Prompt> If a line of the data below holds the string "role", copy it.

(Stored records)
-=-=-=-=-

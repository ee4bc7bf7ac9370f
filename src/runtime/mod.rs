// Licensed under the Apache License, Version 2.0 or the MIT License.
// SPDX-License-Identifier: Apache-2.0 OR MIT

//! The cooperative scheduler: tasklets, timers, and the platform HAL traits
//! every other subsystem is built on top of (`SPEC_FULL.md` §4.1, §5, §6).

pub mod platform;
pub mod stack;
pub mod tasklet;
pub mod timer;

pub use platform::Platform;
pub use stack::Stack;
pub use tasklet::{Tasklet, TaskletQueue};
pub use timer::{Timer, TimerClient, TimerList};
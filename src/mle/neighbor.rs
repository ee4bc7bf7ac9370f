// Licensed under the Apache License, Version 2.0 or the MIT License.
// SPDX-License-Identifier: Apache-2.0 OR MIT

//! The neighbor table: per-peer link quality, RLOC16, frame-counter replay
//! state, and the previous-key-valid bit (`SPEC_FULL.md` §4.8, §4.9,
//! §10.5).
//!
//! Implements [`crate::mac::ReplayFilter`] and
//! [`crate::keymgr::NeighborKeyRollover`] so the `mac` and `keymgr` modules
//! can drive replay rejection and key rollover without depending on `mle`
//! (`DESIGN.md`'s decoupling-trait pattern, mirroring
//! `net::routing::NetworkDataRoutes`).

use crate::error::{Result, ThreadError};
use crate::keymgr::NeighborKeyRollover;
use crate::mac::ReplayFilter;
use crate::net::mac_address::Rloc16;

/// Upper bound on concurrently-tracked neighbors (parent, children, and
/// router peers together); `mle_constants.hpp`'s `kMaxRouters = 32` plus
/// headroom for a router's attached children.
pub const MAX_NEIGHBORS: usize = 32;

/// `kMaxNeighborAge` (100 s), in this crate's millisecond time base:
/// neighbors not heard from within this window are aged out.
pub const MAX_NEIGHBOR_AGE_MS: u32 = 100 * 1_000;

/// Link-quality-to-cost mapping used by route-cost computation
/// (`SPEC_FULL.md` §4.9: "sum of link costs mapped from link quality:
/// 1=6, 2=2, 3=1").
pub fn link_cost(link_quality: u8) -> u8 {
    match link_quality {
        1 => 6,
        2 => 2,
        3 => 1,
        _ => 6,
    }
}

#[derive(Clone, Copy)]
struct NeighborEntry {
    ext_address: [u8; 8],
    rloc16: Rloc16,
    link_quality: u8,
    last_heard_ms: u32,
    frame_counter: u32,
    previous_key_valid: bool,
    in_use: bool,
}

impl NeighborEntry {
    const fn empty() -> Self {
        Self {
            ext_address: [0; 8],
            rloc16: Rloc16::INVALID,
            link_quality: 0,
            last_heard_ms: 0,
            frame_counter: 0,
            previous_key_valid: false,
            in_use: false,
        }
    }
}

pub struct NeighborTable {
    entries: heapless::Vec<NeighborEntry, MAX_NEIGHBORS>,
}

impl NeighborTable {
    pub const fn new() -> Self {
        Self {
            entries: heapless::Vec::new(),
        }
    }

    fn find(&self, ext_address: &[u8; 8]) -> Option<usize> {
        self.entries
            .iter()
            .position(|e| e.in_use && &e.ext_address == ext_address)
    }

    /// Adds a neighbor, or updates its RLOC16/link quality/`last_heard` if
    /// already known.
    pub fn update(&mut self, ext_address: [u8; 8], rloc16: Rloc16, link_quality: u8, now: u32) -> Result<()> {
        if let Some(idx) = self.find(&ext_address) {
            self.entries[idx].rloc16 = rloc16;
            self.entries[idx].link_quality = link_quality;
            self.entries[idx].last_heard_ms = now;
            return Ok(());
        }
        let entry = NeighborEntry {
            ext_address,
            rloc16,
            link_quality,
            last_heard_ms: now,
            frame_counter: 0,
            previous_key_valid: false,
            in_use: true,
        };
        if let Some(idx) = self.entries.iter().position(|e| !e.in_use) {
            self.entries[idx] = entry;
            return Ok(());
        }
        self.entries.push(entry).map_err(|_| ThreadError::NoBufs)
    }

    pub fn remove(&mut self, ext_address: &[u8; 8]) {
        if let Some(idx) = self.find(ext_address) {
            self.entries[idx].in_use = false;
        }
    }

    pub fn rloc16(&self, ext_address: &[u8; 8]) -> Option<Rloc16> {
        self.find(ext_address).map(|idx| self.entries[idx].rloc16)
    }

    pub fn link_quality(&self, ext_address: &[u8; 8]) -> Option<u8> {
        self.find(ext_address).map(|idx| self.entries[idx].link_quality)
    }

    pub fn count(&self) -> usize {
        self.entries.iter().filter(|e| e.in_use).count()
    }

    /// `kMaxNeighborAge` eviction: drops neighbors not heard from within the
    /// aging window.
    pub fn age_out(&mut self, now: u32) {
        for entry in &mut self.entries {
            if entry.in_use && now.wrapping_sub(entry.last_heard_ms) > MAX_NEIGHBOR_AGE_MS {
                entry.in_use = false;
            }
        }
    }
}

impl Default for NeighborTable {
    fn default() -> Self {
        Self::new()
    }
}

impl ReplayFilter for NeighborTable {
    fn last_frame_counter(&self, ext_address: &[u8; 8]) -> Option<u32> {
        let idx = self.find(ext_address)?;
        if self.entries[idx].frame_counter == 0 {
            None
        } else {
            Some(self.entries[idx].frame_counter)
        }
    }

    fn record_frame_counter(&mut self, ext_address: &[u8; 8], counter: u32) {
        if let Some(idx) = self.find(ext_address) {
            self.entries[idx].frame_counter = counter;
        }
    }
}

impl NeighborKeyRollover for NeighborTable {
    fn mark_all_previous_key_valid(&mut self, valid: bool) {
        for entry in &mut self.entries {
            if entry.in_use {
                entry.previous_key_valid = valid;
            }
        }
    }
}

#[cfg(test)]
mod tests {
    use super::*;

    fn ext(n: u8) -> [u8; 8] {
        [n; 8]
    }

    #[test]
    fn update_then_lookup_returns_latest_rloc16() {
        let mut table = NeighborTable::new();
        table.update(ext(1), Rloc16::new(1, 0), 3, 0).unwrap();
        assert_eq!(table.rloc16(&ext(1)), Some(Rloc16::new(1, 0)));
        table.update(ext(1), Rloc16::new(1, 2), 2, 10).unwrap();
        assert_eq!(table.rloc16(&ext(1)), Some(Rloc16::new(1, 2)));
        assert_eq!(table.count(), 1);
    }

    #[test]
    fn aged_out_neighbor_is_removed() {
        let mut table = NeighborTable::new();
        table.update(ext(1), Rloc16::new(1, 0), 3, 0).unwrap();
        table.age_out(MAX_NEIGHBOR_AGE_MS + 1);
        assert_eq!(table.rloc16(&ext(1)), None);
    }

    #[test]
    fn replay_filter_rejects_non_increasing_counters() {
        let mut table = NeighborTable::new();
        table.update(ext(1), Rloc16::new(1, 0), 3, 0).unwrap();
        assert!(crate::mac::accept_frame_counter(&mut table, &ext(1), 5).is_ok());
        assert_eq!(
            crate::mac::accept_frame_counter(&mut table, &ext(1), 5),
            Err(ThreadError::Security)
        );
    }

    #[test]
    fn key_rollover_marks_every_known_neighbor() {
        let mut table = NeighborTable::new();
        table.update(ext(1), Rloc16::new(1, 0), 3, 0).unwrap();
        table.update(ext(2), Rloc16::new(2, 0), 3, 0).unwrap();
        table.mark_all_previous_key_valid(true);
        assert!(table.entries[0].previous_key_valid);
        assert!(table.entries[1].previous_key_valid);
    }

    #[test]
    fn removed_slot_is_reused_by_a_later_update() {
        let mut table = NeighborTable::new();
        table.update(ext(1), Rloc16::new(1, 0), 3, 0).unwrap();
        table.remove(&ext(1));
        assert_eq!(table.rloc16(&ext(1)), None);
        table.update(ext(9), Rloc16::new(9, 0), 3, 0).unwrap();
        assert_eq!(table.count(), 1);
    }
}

-=-=-=-=-

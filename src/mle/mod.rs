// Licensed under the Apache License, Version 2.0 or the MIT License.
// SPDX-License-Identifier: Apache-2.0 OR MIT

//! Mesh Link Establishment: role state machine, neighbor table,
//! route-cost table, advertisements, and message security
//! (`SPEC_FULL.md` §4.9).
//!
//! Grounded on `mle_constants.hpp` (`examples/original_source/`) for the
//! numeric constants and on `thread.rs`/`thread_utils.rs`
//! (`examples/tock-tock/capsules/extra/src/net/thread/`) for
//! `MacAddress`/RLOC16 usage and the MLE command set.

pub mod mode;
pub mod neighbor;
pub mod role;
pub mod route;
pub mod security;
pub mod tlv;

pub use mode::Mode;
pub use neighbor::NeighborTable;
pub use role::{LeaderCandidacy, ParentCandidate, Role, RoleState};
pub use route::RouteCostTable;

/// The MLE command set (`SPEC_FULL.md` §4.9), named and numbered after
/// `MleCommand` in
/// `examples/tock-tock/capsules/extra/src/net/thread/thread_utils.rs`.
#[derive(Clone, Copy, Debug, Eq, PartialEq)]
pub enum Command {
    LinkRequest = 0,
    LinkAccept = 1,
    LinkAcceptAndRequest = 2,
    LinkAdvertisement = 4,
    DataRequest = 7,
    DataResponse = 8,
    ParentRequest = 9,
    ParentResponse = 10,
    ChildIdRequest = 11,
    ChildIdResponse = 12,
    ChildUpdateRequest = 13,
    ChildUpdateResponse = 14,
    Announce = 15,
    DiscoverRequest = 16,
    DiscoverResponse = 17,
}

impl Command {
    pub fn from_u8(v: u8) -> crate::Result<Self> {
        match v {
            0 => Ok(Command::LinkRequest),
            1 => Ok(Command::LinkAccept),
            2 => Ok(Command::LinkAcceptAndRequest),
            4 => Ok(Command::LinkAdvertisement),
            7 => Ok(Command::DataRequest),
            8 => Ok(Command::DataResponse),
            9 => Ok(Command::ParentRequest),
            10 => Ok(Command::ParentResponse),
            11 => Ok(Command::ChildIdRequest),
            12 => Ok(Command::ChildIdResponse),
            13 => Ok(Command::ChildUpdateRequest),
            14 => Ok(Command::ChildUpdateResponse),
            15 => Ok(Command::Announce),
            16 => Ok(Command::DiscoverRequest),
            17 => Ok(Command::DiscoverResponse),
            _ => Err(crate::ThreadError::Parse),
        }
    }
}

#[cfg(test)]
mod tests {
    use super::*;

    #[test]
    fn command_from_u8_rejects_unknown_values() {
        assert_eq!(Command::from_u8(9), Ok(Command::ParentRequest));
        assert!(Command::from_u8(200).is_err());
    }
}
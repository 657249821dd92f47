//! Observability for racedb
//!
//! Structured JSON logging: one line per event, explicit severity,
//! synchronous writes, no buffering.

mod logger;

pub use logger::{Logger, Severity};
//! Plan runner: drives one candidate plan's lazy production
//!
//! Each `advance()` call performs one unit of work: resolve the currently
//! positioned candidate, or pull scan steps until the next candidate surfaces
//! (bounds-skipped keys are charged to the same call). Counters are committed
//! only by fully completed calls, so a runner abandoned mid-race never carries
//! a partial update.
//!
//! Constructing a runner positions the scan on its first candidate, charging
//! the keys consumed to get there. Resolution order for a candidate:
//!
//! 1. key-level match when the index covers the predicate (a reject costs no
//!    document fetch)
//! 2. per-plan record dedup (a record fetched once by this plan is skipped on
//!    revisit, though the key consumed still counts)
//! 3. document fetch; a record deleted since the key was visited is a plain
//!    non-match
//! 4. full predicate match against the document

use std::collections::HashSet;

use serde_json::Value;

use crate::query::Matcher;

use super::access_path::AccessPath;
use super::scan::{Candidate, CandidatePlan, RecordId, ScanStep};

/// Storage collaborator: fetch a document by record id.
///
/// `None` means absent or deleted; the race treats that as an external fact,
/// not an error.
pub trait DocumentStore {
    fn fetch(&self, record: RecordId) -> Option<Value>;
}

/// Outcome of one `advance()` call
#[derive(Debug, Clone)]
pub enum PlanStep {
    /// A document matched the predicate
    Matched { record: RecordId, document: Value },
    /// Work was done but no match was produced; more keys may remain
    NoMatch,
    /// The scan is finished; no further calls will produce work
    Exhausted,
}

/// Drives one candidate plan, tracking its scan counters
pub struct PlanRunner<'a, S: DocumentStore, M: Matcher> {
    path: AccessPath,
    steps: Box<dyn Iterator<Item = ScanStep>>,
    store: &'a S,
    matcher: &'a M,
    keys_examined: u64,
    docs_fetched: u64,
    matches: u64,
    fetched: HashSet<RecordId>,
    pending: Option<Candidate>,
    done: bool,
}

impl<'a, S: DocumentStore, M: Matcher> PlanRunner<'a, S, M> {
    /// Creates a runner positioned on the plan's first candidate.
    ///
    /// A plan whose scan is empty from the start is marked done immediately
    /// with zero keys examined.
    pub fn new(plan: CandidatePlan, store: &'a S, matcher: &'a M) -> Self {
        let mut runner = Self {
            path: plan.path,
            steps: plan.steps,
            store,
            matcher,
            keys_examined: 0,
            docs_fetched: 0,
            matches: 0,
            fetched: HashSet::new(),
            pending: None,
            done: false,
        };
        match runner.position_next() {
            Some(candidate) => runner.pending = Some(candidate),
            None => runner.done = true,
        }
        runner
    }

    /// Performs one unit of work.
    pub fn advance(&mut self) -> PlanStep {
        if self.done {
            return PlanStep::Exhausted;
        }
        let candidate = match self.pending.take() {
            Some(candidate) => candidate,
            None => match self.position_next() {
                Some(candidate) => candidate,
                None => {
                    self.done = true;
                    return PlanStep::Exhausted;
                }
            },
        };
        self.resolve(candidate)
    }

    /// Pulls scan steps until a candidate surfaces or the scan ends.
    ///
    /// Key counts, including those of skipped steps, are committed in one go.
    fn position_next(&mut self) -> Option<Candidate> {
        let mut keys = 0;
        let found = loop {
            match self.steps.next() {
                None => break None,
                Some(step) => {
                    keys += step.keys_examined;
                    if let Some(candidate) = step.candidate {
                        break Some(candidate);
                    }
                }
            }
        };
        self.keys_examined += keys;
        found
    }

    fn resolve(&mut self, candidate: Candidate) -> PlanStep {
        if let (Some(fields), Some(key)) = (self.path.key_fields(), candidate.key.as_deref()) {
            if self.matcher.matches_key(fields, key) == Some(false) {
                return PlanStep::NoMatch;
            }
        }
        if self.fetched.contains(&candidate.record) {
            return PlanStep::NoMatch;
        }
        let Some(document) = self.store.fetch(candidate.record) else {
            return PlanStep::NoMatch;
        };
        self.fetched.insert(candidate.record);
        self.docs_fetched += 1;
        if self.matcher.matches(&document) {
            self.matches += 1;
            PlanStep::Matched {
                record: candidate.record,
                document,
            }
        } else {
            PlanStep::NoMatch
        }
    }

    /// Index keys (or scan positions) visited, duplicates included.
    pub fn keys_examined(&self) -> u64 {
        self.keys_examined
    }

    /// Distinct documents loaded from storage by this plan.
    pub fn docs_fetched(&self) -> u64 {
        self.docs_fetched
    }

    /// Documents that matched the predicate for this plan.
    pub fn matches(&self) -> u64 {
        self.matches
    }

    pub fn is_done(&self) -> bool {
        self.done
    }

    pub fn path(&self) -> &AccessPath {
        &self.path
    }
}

-=-=-=-=-

Task answer>
//! Mesh Link Establishment: role state machine, neighbor table,
pub mod role;
pub use role::{LeaderCandidacy, ParentCandidate, Role, RoleState};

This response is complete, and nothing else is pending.